WARTALENTERA – Akhir bulan ini manajemen PT Bank Rakyat Indonesia (Persero) Tbk siap bagi dividen ke para pemegang sahamnya. Nilai yang diberikan Rp209 per-lembar saham.
“Pembagian dividen ini didasarkan pada kinerja perseroan yang tetap positif, yang ditopang oleh penguatan pada segmen UMKM sebagai core business BRI, serta akselerasi transformasi digital yang terus memperluas jangkauan layanan dan meningkatkan efisiensi operasional,” kata Direktur Utama BRI Hery Gunardi di Jakarta, Rabu (15/4/2026).
Hery menjelaskan pihaknya siap membagikan dividen final tahun buku 2025 sebesar Rp31,47 triliun atau Rp209 per saham, dengan cum date dijadwalkan pada 20 April 2026 untuk pasar reguler dan negosiasi.
Sebelumnya, lanjut Hery, melalui Rapat Umum Pemegang Saham Tahunan (RUPST) pada Jumat (10/4), BRI menetapkan total dividen sebesar Rp52,1 triliun atau sebesar Rp346 per saham.
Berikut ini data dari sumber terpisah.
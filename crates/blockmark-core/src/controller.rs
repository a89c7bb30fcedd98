use crate::config::ViewerConfig;
use crate::error::ViewerError;
use crate::extraction::ExtractionService;
use crate::geometry::{overlay_box, OverlayBox, Rotation};
use crate::model::{ExtractionResult, TextBlock};
use crate::ordering::{self, Section};
use crate::selection::{
    choose_highlight, find_block_containing, Highlight, HighlightPolicy, RenderSurface,
    SearchQuery, SearchScheduler, SelectionOutcome, SelectionState,
};
use crate::text;
use serde::Serialize;
use std::time::Instant;

/// Ticket for one in-flight extraction request.
#[derive(Debug, Clone, PartialEq, Eq)]
pub struct Submission {
    pub seq: u64,
    pub source_url: String,
    pub file_url: String,
}

#[derive(Debug, Clone, Copy, PartialEq, Eq)]
pub enum SubmissionStatus {
    Applied,
    /// A newer submission was started before this one finished.
    Stale,
}

/// The document currently shown: proxied PDF plus its ordered blocks.
#[derive(Debug, Clone, Serialize)]
pub struct Document {
    pub source_url: String,
    pub file_url: String,
    pub text: String,
    pub blocks: Vec<TextBlock>,
}

/// One row of the block list as displayed.
#[derive(Debug, Clone, Serialize)]
pub struct BlockRow<'a> {
    pub index: usize,
    pub block: &'a TextBlock,
    pub new_section: bool,
    pub active: bool,
}

/// Page-level state owner. Everything the viewer shows is derived from here.
pub struct Controller {
    policy: HighlightPolicy,
    section_gap: f64,
    next_seq: u64,
    in_flight: Option<u64>,
    document: Option<Document>,
    selection: SelectionState,
    highlight: Highlight,
    scheduler: SearchScheduler,
}

impl Controller {
    pub fn new(config: &ViewerConfig) -> Self {
        Controller {
            policy: config.highlight.clone(),
            section_gap: config.section_gap,
            next_seq: 0,
            in_flight: None,
            document: None,
            selection: SelectionState::default(),
            highlight: Highlight::None,
            scheduler: SearchScheduler::new(config.highlight.search_debounce()),
        }
    }

    pub fn is_loading(&self) -> bool {
        self.in_flight.is_some()
    }

    /// The submit control is disabled while a request is pending.
    pub fn can_submit(&self) -> bool {
        !self.is_loading()
    }

    pub fn document(&self) -> Option<&Document> {
        self.document.as_ref()
    }

    /// Ordered blocks of the current document.
    pub fn blocks(&self) -> &[TextBlock] {
        self.document
            .as_ref()
            .map(|d| d.blocks.as_slice())
            .unwrap_or(&[])
    }

    pub fn selection(&self) -> &SelectionState {
        &self.selection
    }

    pub fn highlight(&self) -> &Highlight {
        &self.highlight
    }

    pub fn pending_search(&self) -> Option<&SearchQuery> {
        self.scheduler.pending()
    }

    /// Start a request. Any earlier request still in flight becomes stale.
    pub fn begin_submission(&mut self, source_url: &str, file_url: String) -> Submission {
        self.next_seq += 1;
        let seq = self.next_seq;
        if let Some(prev) = self.in_flight.replace(seq) {
            tracing::debug!(prev, seq, "superseding in-flight extraction request");
        }
        Submission {
            seq,
            source_url: source_url.to_string(),
            file_url,
        }
    }

    /// Apply a finished request. An accepted document clears whatever the
    /// surface still shows from the previous one.
    pub fn complete_submission(
        &mut self,
        submission: &Submission,
        result: Result<ExtractionResult, ViewerError>,
        surface: &mut dyn RenderSurface,
        now: Instant,
    ) -> Result<SubmissionStatus, ViewerError> {
        let status = self.accept(submission, result)?;
        if status == SubmissionStatus::Applied {
            self.scheduler.reschedule(surface, None, now);
        }
        Ok(status)
    }

    /// Apply a finished request to the controller's own state only.
    pub(crate) fn accept(
        &mut self,
        submission: &Submission,
        result: Result<ExtractionResult, ViewerError>,
    ) -> Result<SubmissionStatus, ViewerError> {
        if self.in_flight != Some(submission.seq) {
            tracing::debug!(
                seq = submission.seq,
                url = %submission.source_url,
                "discarding stale extraction response"
            );
            return Ok(SubmissionStatus::Stale);
        }
        self.in_flight = None;

        let extracted = match result {
            Ok(extracted) => extracted,
            Err(e) => {
                tracing::error!(url = %submission.source_url, error = %e, "extraction failed");
                return Err(e);
            }
        };

        let total = extracted.blocks.len();
        let mut blocks: Vec<TextBlock> = extracted
            .blocks
            .into_iter()
            .filter(|b| match b.validate() {
                Ok(()) => true,
                Err(e) => {
                    tracing::warn!(error = %e, "dropping block");
                    false
                }
            })
            .collect();
        ordering::order_in_place(&mut blocks);

        tracing::info!(
            url = %submission.source_url,
            blocks = blocks.len(),
            dropped = total - blocks.len(),
            "extraction applied"
        );

        self.document = Some(Document {
            source_url: submission.source_url.clone(),
            file_url: submission.file_url.clone(),
            text: extracted.text,
            blocks,
        });
        self.selection.reset();
        self.highlight = Highlight::None;
        self.scheduler.cancel();

        Ok(SubmissionStatus::Applied)
    }

    /// Fetch `source_url` from `service` and apply the result.
    pub fn submit(
        &mut self,
        service: &dyn ExtractionService,
        source_url: &str,
        surface: &mut dyn RenderSurface,
        now: Instant,
    ) -> Result<SubmissionStatus, ViewerError> {
        let submission = self.begin_submission(source_url, service.file_url(source_url));
        let result = service.extract(source_url);
        self.complete_submission(&submission, result, surface, now)
    }

    /// A block clicked in the list: always an overlay on that block's page.
    pub fn click_block(
        &mut self,
        index: usize,
        surface: &mut dyn RenderSurface,
        now: Instant,
    ) -> Result<&Highlight, ViewerError> {
        let block = self
            .blocks()
            .get(index)
            .cloned()
            .ok_or_else(|| ViewerError::BlockIndexOutOfRange {
                index,
                len: self.blocks().len(),
            })?;

        tracing::debug!(index, page = block.page, "block clicked");
        self.selection.click(index, block);
        self.apply_highlight(index, surface, now);
        Ok(&self.highlight)
    }

    /// Free text selected in the extracted-text pane.
    pub fn select_text(
        &mut self,
        raw: &str,
        surface: &mut dyn RenderSurface,
        now: Instant,
    ) -> SelectionOutcome {
        let selected = raw.trim();
        if selected.is_empty() {
            return SelectionOutcome::Ignored;
        }

        let Some(index) = find_block_containing(self.blocks(), selected) else {
            tracing::debug!(selected, "selection matches no block");
            self.selection.set_selected_text(selected);
            return SelectionOutcome::NoMatch;
        };

        let block = self.blocks()[index].clone();
        self.selection.select(index, block, selected);
        self.apply_highlight(index, surface, now);

        SelectionOutcome::Matched {
            index,
            highlight: self.highlight.clone(),
        }
    }

    fn apply_highlight(&mut self, index: usize, surface: &mut dyn RenderSurface, now: Instant) {
        let Some(block) = self.selection.active_block() else {
            return;
        };
        let highlight =
            choose_highlight(index, block, self.selection.selected_text(), &self.policy);

        let query = match &highlight {
            Highlight::Search(q) => Some(q.clone()),
            _ => None,
        };
        self.scheduler.reschedule(surface, query, now);
        self.highlight = highlight;
    }

    /// Run the debounced search highlight if it is due.
    pub fn poll(&mut self, surface: &mut dyn RenderSurface, now: Instant) -> Option<SearchQuery> {
        self.scheduler.poll(surface, now)
    }

    /// Overlay painter: the box to draw on `page_index`, if the active highlight is an overlay there.
    pub fn overlay_for_page(&self, page_index: usize, rotation: Rotation) -> Option<OverlayBox> {
        let Highlight::Overlay { block_index, page } = &self.highlight else {
            return None;
        };
        if *page != page_index {
            return None;
        }
        overlay_box(self.blocks().get(*block_index)?, rotation)
    }

    pub fn rows(&self) -> Vec<BlockRow<'_>> {
        let blocks = self.blocks();
        let active = self.selection.active_index();
        blocks
            .iter()
            .enumerate()
            .map(|(i, block)| BlockRow {
                index: i,
                block,
                new_section: ordering::is_new_section_with_gap(
                    block,
                    i.checked_sub(1).map(|p| &blocks[p]),
                    self.section_gap,
                ),
                active: active == Some(i),
            })
            .collect()
    }

    pub fn sections(&self) -> Vec<Section> {
        ordering::sections(self.blocks(), self.section_gap)
    }

    /// Extracted text split on page-break markers.
    pub fn pages(&self) -> Vec<String> {
        self.document
            .as_ref()
            .map(|d| text::split_pages(&d.text))
            .unwrap_or_default()
    }
}
//! Validation utilities for Curve25519 primitives

use super::{Error, Result};

/// Validate a length
#[inline(always)]
pub fn length(context: &'static str, actual: usize, expected: usize) -> Result<()> {
    if actual != expected {
        return Err(Error::Length {
            context,
            expected,
            actual,
        });
    }
    Ok(())
}

/// Validate a slice length and copy it into a fixed-size array
#[inline]
pub fn array<const N: usize>(context: &'static str, bytes: &[u8]) -> Result<[u8; N]> {
    length(context, bytes.len(), N)?;
    let mut out = [0u8; N];
    out.copy_from_slice(bytes);
    Ok(out)
}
Jumlah tersebut termasuk dividen interim Rp20,6 triliun atau Rp137 per saham yang telah dibayarkan kepada para pemegang saham pada 15 Januari 2026.
Dia menyampaikan bahwa keputusan pembagian dividen tunai itu merupakan wujud nyata komitmen perseroan dalam memberikan imbal hasil yang optimal bagi pemegang saham, dengan didukung oleh kinerja keuangan yang solid serta pengelolaan risiko yang terjaga.
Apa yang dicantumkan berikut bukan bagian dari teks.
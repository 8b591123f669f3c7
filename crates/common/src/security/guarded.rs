//! Guarded memory regions for secret key material
//!
//! A [`GuardedBuffer`] owns a page-aligned heap region. On acquisition the
//! region is zero-filled, marked as excluded from core dumps (Linux) and
//! locked against swapping (`mlock` on Unix). Dropping the handle wipes the
//! whole region, unlocks it and frees it, on every exit path including
//! error propagation and unwinding.
//!
//! Locking is best-effort by default: when the operating system refuses
//! (for example because `RLIMIT_MEMLOCK` is exhausted) a `tracing` warning
//! is emitted and the buffer reports [`GuardedBuffer::is_locked`] as false.
//! Callers that cannot tolerate unlocked secrets use [`LockPolicy::Strict`].

use core::fmt;
use core::ptr::NonNull;
use std::alloc::{self, Layout};

use curvelock_api::{Error, Result, ResultExt};
use zeroize::Zeroize;

use super::memory::barrier;

/// What to do when a region cannot be locked into RAM
#[derive(Debug, Clone, Copy, PartialEq, Eq, Default)]
pub enum LockPolicy {
    /// Log a warning and continue with an unlocked region
    #[default]
    BestEffort,
    /// Fail the acquisition with [`Error::MemoryLock`]
    Strict,
}

/// Why a region could not be locked
#[derive(Debug, thiserror::Error)]
pub enum LockError {
    /// The operating system refused to lock the region
    #[error("mlock of {len} bytes failed: {source}")]
    Os {
        len: usize,
        #[source]
        source: std::io::Error,
    },

    /// The platform offers no memory-locking facility
    #[error("memory locking is not supported on this platform")]
    Unsupported,
}

impl From<LockError> for Error {
    fn from(err: LockError) -> Self {
        Error::MemoryLock {
            context: "GuardedBuffer::acquire",
            message: err.to_string(),
        }
    }
}

/// Heap region for secret bytes with zero-on-release semantics
pub struct GuardedBuffer {
    ptr: NonNull<u8>,
    len: usize,
    // None for zero-length buffers, which own no allocation.
    layout: Option<Layout>,
    locked: bool,
    policy: LockPolicy,
}

// SAFETY: the region is uniquely owned by this handle and only reachable
// through it; `&self` methods hand out read-only views.
unsafe impl Send for GuardedBuffer {}
// SAFETY: see above, there is no interior mutability.
unsafe impl Sync for GuardedBuffer {}

impl GuardedBuffer {
    /// Acquire a zero-initialized region of exactly `length` bytes with
    /// best-effort locking
    pub fn acquire(length: usize) -> Result<Self> {
        Self::acquire_with(length, LockPolicy::default())
    }

    /// Acquire a zero-initialized region of exactly `length` bytes
    pub fn acquire_with(length: usize, policy: LockPolicy) -> Result<Self> {
        if length == 0 {
            return Ok(Self {
                ptr: NonNull::dangling(),
                len: 0,
                layout: None,
                locked: false,
                policy,
            });
        }

        let layout = region_layout(length)?;
        // SAFETY: `layout` has a non-zero size.
        let raw = unsafe { alloc::alloc_zeroed(layout) };
        let ptr = match NonNull::new(raw) {
            Some(ptr) => ptr,
            None => alloc::handle_alloc_error(layout),
        };

        // From here on `Drop` owns the cleanup, including the strict-mode
        // failure path below.
        let mut buffer = Self {
            ptr,
            len: length,
            layout: Some(layout),
            locked: false,
            policy,
        };

        os::exclude_from_core_dump(ptr, layout.size());

        match os::lock(ptr, layout.size()) {
            Ok(()) => buffer.locked = true,
            Err(err) => match policy {
                LockPolicy::Strict => return Err(err.into()),
                LockPolicy::BestEffort => {
                    tracing::warn!(len = length, error = %err, "guarded buffer is not locked in memory");
                }
            },
        }

        tracing::trace!(len = length, locked = buffer.locked, "guarded buffer acquired");
        Ok(buffer)
    }

    /// Acquire a region sized to `bytes` and copy them in
    ///
    /// The caller remains responsible for wiping its own copy of `bytes`.
    pub fn from_slice(bytes: &[u8], policy: LockPolicy) -> Result<Self> {
        let mut buffer = Self::acquire_with(bytes.len(), policy)?;
        buffer.as_mut_slice().copy_from_slice(bytes);
        Ok(buffer)
    }

    /// Copy the contents into a freshly acquired region with the same policy
    pub fn try_clone(&self) -> Result<Self> {
        Self::from_slice(self.as_slice(), self.policy)
    }

    /// Number of usable bytes
    pub fn len(&self) -> usize {
        self.len
    }

    /// True for a zero-length buffer
    pub fn is_empty(&self) -> bool {
        self.len == 0
    }

    /// Whether the operating system confirmed the region is locked in RAM
    pub fn is_locked(&self) -> bool {
        self.locked
    }

    /// The policy this buffer was acquired with
    pub fn policy(&self) -> LockPolicy {
        self.policy
    }

    /// Read-only view of the contents
    pub fn as_slice(&self) -> &[u8] {
        // SAFETY: `ptr` is valid for `len` initialized bytes for the lifetime
        // of `self` (or dangling and well-aligned when `len` is zero).
        unsafe { core::slice::from_raw_parts(self.ptr.as_ptr(), self.len) }
    }

    /// Mutable view of the contents
    pub fn as_mut_slice(&mut self) -> &mut [u8] {
        // SAFETY: as in `as_slice`; `&mut self` guarantees exclusivity.
        unsafe { core::slice::from_raw_parts_mut(self.ptr.as_ptr(), self.len) }
    }
}

impl Drop for GuardedBuffer {
    fn drop(&mut self) {
        let Some(layout) = self.layout else {
            return;
        };

        // Wipe the full page-rounded region, not just the `len` prefix.
        // SAFETY: the allocation spans `layout.size()` bytes and is still live.
        let region = unsafe { core::slice::from_raw_parts_mut(self.ptr.as_ptr(), layout.size()) };
        region.zeroize();
        barrier::compiler_fence_seq_cst();

        if self.locked {
            os::unlock(self.ptr, layout.size());
        }

        // SAFETY: allocated in `acquire_with` with exactly this layout and
        // never freed elsewhere.
        unsafe { alloc::dealloc(self.ptr.as_ptr(), layout) };

        tracing::trace!(len = self.len, "guarded buffer released");
    }
}

impl AsRef<[u8]> for GuardedBuffer {
    fn as_ref(&self) -> &[u8] {
        self.as_slice()
    }
}

impl AsMut<[u8]> for GuardedBuffer {
    fn as_mut(&mut self) -> &mut [u8] {
        self.as_mut_slice()
    }
}

impl fmt::Debug for GuardedBuffer {
    fn fmt(&self, f: &mut fmt::Formatter<'_>) -> fmt::Result {
        write!(
            f,
            "GuardedBuffer(len={}, locked={}, [REDACTED])",
            self.len, self.locked
        )
    }
}

/// Round `length` up to whole pages so locking and wiping never touch
/// memory owned by another allocation.
fn region_layout(length: usize) -> Result<Layout> {
    let page = os::page_size();
    let size = length
        .checked_add(page - 1)
        .map(|n| n & !(page - 1))
        .ok_or_else(|| Error::InvalidParameter {
            context: "GuardedBuffer::acquire",
            message: format!("length {} overflows the address space", length),
        })?;

    Layout::from_size_align(size, page).wrap_err(|| Error::InvalidParameter {
        context: "GuardedBuffer::acquire",
        message: format!("page size {} is not a usable alignment", page),
    })
}

const FALLBACK_PAGE_SIZE: usize = 4096;

#[cfg(unix)]
mod os {
    use super::{LockError, FALLBACK_PAGE_SIZE};
    use core::ptr::NonNull;

    pub(super) fn page_size() -> usize {
        // SAFETY: sysconf has no memory-safety preconditions.
        let size = unsafe { libc::sysconf(libc::_SC_PAGESIZE) };
        if size > 0 && (size as usize).is_power_of_two() {
            size as usize
        } else {
            FALLBACK_PAGE_SIZE
        }
    }

    pub(super) fn lock(ptr: NonNull<u8>, len: usize) -> Result<(), LockError> {
        // SAFETY: `ptr` points to a live allocation of at least `len` bytes.
        let rc = unsafe { libc::mlock(ptr.as_ptr() as *const libc::c_void, len) };
        if rc != 0 {
            return Err(LockError::Os {
                len,
                source: std::io::Error::last_os_error(),
            });
        }
        Ok(())
    }

    pub(super) fn unlock(ptr: NonNull<u8>, len: usize) {
        // SAFETY: same live region that was passed to `lock`.
        let rc = unsafe { libc::munlock(ptr.as_ptr() as *const libc::c_void, len) };
        if rc != 0 {
            tracing::trace!(len, "munlock failed");
        }
    }

    #[cfg(target_os = "linux")]
    pub(super) fn exclude_from_core_dump(ptr: NonNull<u8>, len: usize) {
        // SAFETY: page-aligned region of `len` bytes owned by the caller.
        let rc = unsafe { libc::madvise(ptr.as_ptr() as *mut libc::c_void, len, libc::MADV_DONTDUMP) };
        if rc != 0 {
            tracing::trace!(len, "madvise(MADV_DONTDUMP) failed");
        }
    }

    #[cfg(not(target_os = "linux"))]
    pub(super) fn exclude_from_core_dump(_ptr: NonNull<u8>, _len: usize) {}
}

#[cfg(not(unix))]
mod os {
    use super::{LockError, FALLBACK_PAGE_SIZE};
    use core::ptr::NonNull;

    pub(super) fn page_size() -> usize {
        FALLBACK_PAGE_SIZE
    }

    pub(super) fn lock(_ptr: NonNull<u8>, _len: usize) -> Result<(), LockError> {
        Err(LockError::Unsupported)
    }

    pub(super) fn unlock(_ptr: NonNull<u8>, _len: usize) {}

    pub(super) fn exclude_from_core_dump(_ptr: NonNull<u8>, _len: usize) {}
}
Pembagian dividen mengacu pada kinerja keuangan laba konsolidasian perseroan untuk tahun buku yang berakhir pada 31 Desember 2025 sebesar Rp57,132 triliun, dengan total laba yang dapat diatribusikan kepada pemilik entitas induk sebesar Rp56,65 triliun.
Perseroan menyampaikan, penetapan dividen final ini juga telah memperhatikan ketentuan peraturan perundang-undangan yang berlaku dan Anggaran Dasar Perseroan. Hery menambahkan bahwa pembagian dividen tidak hanya mencerminkan kinerja perseroan yang solid, tetapi juga menunjukkan fundamental bisnis BRI yang kuat dan berkelanjutan.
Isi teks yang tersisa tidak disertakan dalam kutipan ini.